Es ist nicht das Bestfall-Szenario von nur zehn Prozent Zoll geworden, das Volkswagen-Chef Oliver Blume noch am Freitag genannt hatte – aber immerhin auch nicht das Worst-Case-Szenario einer Eskalation: Die Zolleinigung zwischen EU-Kommissionschefin Ursula von der Leyen und US-Präsident Donald Trump vom Sonntagabend auf 15 Prozent Zoll bedeutet für die deutsche Autoindustrie eine Erleichterung.
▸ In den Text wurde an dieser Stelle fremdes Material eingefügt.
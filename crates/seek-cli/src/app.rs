//! Application state: the caller that owns providers and merges results.

use parking_lot::Mutex;
use seek_core::{
    standard_providers, Config, FileProvider, Provider, ResultKind, SearchResult, SystemDesktop,
    TaskRunner,
};
use std::collections::HashMap;
use std::sync::Arc;
use std::time::Duration;
use tracing::{debug, warn};

/// How long a query may wait for background providers.
const QUERY_TIMEOUT: Duration = Duration::from_secs(30);

/// How long `--wait` may wait for the filesystem crawl.
pub const CACHE_TIMEOUT: Duration = Duration::from_secs(600);

/// Shared application state.
pub struct App {
    /// Configuration
    pub config: Config,

    /// Completion queue for background provider work
    pub runner: TaskRunner,

    /// All five providers
    pub providers: Vec<Provider>,

    /// Side effects for activation
    pub desktop: SystemDesktop,
}

impl App {
    /// Create a new application instance.
    pub fn new(config: Config) -> Self {
        let runner = TaskRunner::new();
        let providers = standard_providers(&config, &runner);
        debug!(providers = providers.len(), "Application initialized");

        App {
            config,
            runner,
            providers,
            desktop: SystemDesktop::new(),
        }
    }

    pub fn file_provider(&self) -> Option<&FileProvider> {
        self.providers.iter().find_map(Provider::as_file)
    }

    /// Query every provider and return the merged, ranked results.
    ///
    /// With `wait_for_cache`, the filesystem crawl finishes before files
    /// are matched; otherwise files come from whatever was crawled so far.
    pub fn search(&self, text: &str, limit: usize, wait_for_cache: bool) -> Vec<SearchResult> {
        if wait_for_cache {
            if let Some(files) = self.file_provider() {
                files.build_filesystem_cache();
                if !files.wait_for_cache(CACHE_TIMEOUT) {
                    warn!("Filesystem crawl still running, matching a partial cache");
                }
            }
        }

        let collected = Arc::new(Mutex::new(Vec::new()));
        for provider in &self.providers {
            let sink = Arc::clone(&collected);
            provider.query(text, move |results| sink.lock().extend(results));
        }

        if !self.runner.run_until_idle(QUERY_TIMEOUT) {
            warn!("Timed out waiting for background providers");
        }

        let results = std::mem::take(&mut *collected.lock());
        merge_results(results, limit)
    }
}

/// Drop duplicates (keeping the higher score), sort by descending score and
/// keep the first `limit`.
///
/// Ties keep the order in which results arrived.
pub fn merge_results(results: Vec<SearchResult>, limit: usize) -> Vec<SearchResult> {
    let mut merged: Vec<SearchResult> = Vec::with_capacity(results.len());
    let mut positions: HashMap<(ResultKind, String, String), usize> = HashMap::new();

    for result in results {
        let key = (
            result.kind(),
            result.title().to_string(),
            result.subtitle().to_string(),
        );
        match positions.get(&key) {
            Some(&index) => {
                if result.score() > merged[index].score() {
                    merged[index] = result;
                }
            }
            None => {
                positions.insert(key, merged.len());
                merged.push(result);
            }
        }
    }

    merged.sort_by(|a, b| b.score().cmp(&a.score()));
    merged.truncate(limit);
    merged
}

#[cfg(test)]
mod tests {
    use super::*;
    use seek_core::Icon;
    use std::fs;
    use tempfile::TempDir;

    fn icon() -> Arc<Icon> {
        Arc::new(Icon::Named("test".to_string()))
    }

    #[test]
    fn test_merge_drops_duplicates_keeping_best_score() {
        let results = vec![
            SearchResult::file(icon(), "/a".to_string(), 5),
            SearchResult::file(icon(), "/b".to_string(), 7),
            SearchResult::file(icon(), "/a".to_string(), 9),
        ];

        let merged = merge_results(results, 10);
        assert_eq!(merged.len(), 2);
        assert_eq!(merged[0].title(), "/a");
        assert_eq!(merged[0].score(), 9);
        assert_eq!(merged[1].title(), "/b");
    }

    #[test]
    fn test_merge_sorts_and_truncates() {
        let results = vec![
            SearchResult::file(icon(), "/low".to_string(), 1),
            SearchResult::calculator(icon(), "4".to_string()),
            SearchResult::file(icon(), "/mid".to_string(), 50),
        ];

        let merged = merge_results(results, 2);
        let titles: Vec<&str> = merged.iter().map(|r| r.title()).collect();
        assert_eq!(titles, vec!["4", "/mid"]);
    }

    fn test_config(root: &TempDir, apps: &TempDir) -> Config {
        let mut config = Config::default();
        config.files.root = root.path().to_path_buf();
        config.applications.dirs = vec![apps.path().to_path_buf()];
        config
    }

    #[test]
    fn test_search_calculator_ranks_first() {
        let root = TempDir::new().unwrap();
        let apps = TempDir::new().unwrap();
        let app = App::new(test_config(&root, &apps));

        let results = app.search("=6*7", 10, false);
        assert_eq!(results[0].title(), "42");
        assert_eq!(results[0].kind(), ResultKind::Calculator);
    }

    #[test]
    fn test_search_finds_files_after_crawl() {
        let root = TempDir::new().unwrap();
        let apps = TempDir::new().unwrap();
        fs::write(root.path().join("budget.ods"), "").unwrap();
        fs::write(
            apps.path().join("calc.desktop"),
            "[Desktop Entry]\nName=Budget Planner\nExec=planner\nType=Application\n",
        )
        .unwrap();
        let app = App::new(test_config(&root, &apps));

        let results = app.search("budget", 50, true);
        assert!(results
            .iter()
            .any(|r| r.kind() == ResultKind::File && r.title().ends_with("budget.ods")));
        assert!(results
            .iter()
            .any(|r| r.kind() == ResultKind::Application && r.title() == "Budget Planner"));
        assert!(results.windows(2).all(|w| w[0].score() >= w[1].score()));
    }
}
//! Run command - search, then activate one result.

use crate::app::App;
use anyhow::Context;
use seek_core::Config;
use tracing::info;

/// Run the run command.
pub fn run(config: Config, text: &str, pick: usize, wait: bool) -> anyhow::Result<()> {
    let app = App::new(config);
    let limit = app.config.general.max_results.max(pick + 1);
    let results = app.search(text, limit, wait);

    let Some(result) = results.get(pick) else {
        anyhow::bail!(
            "No result at position {} ({} results for {:?})",
            pick,
            results.len(),
            text
        );
    };

    info!(kind = %result.kind(), title = result.title(), "Activating result");
    result
        .activate(&app.desktop)
        .with_context(|| format!("Failed to activate {:?}", result.title()))?;

    println!("[{}] {}", result.kind(), result.title());
    Ok(())
}
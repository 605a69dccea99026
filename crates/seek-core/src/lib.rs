//! # Seek Core Library
//!
//! Query providers, search results and the filesystem path cache behind the
//! Seek quick launcher. The crate owns no UI: a caller types text, hands it
//! to every [`Provider`], drains completions from a [`TaskRunner`], merges
//! the results and finally calls [`SearchResult::activate`] on the one the
//! user picked.
//!
//! ## Architecture
//!
//! - **Providers** (`providers`): Application, Calculator, File, Terminal, URL
//! - **Results** (`result`): Tagged search results and their activation
//! - **Cache** (`cache`): One-shot breadth-first crawl into an append-only path list
//! - **Tasks** (`task`): Background workers with cooperative cancellation
//! - **Collaborators** (`fuzzy`, `icon`, `apps`, `calc`, `desktop`): Traits
//!   with default implementations for matching, icons, installed
//!   applications, expression evaluation and OS side effects
//! - **Config** (`config`): Configuration management
//!
//! ## Example
//!
//! ```rust,ignore
//! use seek_core::{standard_providers, Config, TaskRunner};
//! use std::time::Duration;
//!
//! let config = Config::load()?;
//! let runner = TaskRunner::new();
//! let providers = standard_providers(&config, &runner);
//!
//! for provider in &providers {
//!     provider.query("=6*7", |results| {
//!         for result in results {
//!             println!("{} ({})", result.title(), result.score());
//!         }
//!     });
//! }
//! runner.run_until_idle(Duration::from_secs(1));
//! ```

pub mod apps;
pub mod cache;
pub mod calc;
pub mod config;
pub mod desktop;
pub mod error;
pub mod fuzzy;
pub mod icon;
pub mod providers;
pub mod result;
pub mod task;

#[cfg(test)]
pub(crate) mod testing;

// Re-export commonly used types
pub use apps::{AppCatalog, AppEntry, DesktopEntryCatalog};
pub use cache::{BuildState, PathCache};
pub use calc::{ArithmeticEvaluator, ExpressionEvaluator, Value};
pub use config::Config;
pub use desktop::{Desktop, Environment, SpawnRequest, SystemDesktop};
pub use error::{Result, SeekError};
pub use fuzzy::{FuzzyMatch, FuzzyMatcher, SubsequenceMatcher};
pub use icon::{Icon, IconRegistry, IconResolver};
pub use providers::{standard_providers, FileProvider, Provider};
pub use result::{Payload, ResultKind, SearchResult};
pub use task::{CancellationToken, Delivery, TaskHandle, TaskRunner};
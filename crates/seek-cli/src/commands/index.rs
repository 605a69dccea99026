//! Index command - crawl the filesystem cache.

use crate::app::{App, CACHE_TIMEOUT};
use seek_core::Config;
use std::time::{Duration, Instant};
use tracing::info;

const PROGRESS_INTERVAL: Duration = Duration::from_secs(2);

/// Run the index command.
pub fn run(config: Config) -> anyhow::Result<()> {
    let root = config.files.root.clone();
    let app = App::new(config);
    let Some(files) = app.file_provider() else {
        anyhow::bail!("File provider is not available");
    };

    println!("Crawling {}...", root.display());

    let start = Instant::now();
    files.build_filesystem_cache();

    while !files.wait_for_cache(PROGRESS_INTERVAL) {
        info!(entries = files.cache().len(), "Crawl in progress");
        if start.elapsed() > CACHE_TIMEOUT {
            anyhow::bail!(
                "Crawl did not finish within {}s ({} entries so far)",
                CACHE_TIMEOUT.as_secs(),
                files.cache().len()
            );
        }
    }

    let elapsed = start.elapsed();
    let entries = files.cache().len();

    println!();
    println!("Crawl complete!");
    println!("  Entries: {}", entries);
    println!("  Time:    {:.2}s", elapsed.as_secs_f64());
    println!(
        "  Rate:    {:.0} entries/sec",
        entries as f64 / elapsed.as_secs_f64().max(f64::EPSILON)
    );

    Ok(())
}
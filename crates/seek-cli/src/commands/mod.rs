//! CLI command implementations.

pub mod config;
pub mod index;
pub mod query;
pub mod run;
use super::TERMINAL_SIGIL;
use crate::config::TerminalConfig;
use crate::icon::IconResolver;
use crate::result::{SearchResult, TERMINAL_ICON};
use std::sync::Arc;

/// Offers to run `$command` queries in a terminal.
pub struct TerminalProvider {
    terminal: Arc<TerminalConfig>,
    icons: Arc<dyn IconResolver>,
}

impl TerminalProvider {
    pub fn new(terminal: TerminalConfig, icons: Arc<dyn IconResolver>) -> Self {
        TerminalProvider {
            terminal: Arc::new(terminal),
            icons,
        }
    }

    pub fn query<F>(&self, text: &str, on_complete: F)
    where
        F: FnOnce(Vec<SearchResult>),
    {
        let Some(command) = text.strip_prefix(TERMINAL_SIGIL) else {
            on_complete(Vec::new());
            return;
        };

        on_complete(vec![SearchResult::terminal(
            self.icons.default_icon(TERMINAL_ICON),
            command.to_string(),
            Arc::clone(&self.terminal),
        )]);
    }
}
Schließlich sind die Sonderzölle, die die Branche in den vergangenen Wochen mit 27,5 Prozent trafen, bald wohl wieder vom Tisch.

Allerdings ist die Freude eingeschränkt. „Der Zollsatz der USA in Höhe von 15 Prozent auch für automobile Produkte wird die Unternehmen der deutschen Automobilindustrie jährlich Milliarden kosten und belastet sie inmitten der Transformation“, sagte die Chefin des deutschen Autoverbands VDA, Hildegard Müller, in einer ersten Erklärung am späten Sonntagabend. Vor Trumps Amtsantritt lagen die Zölle für die meisten EU-Autos nur bei 2,5 Prozent.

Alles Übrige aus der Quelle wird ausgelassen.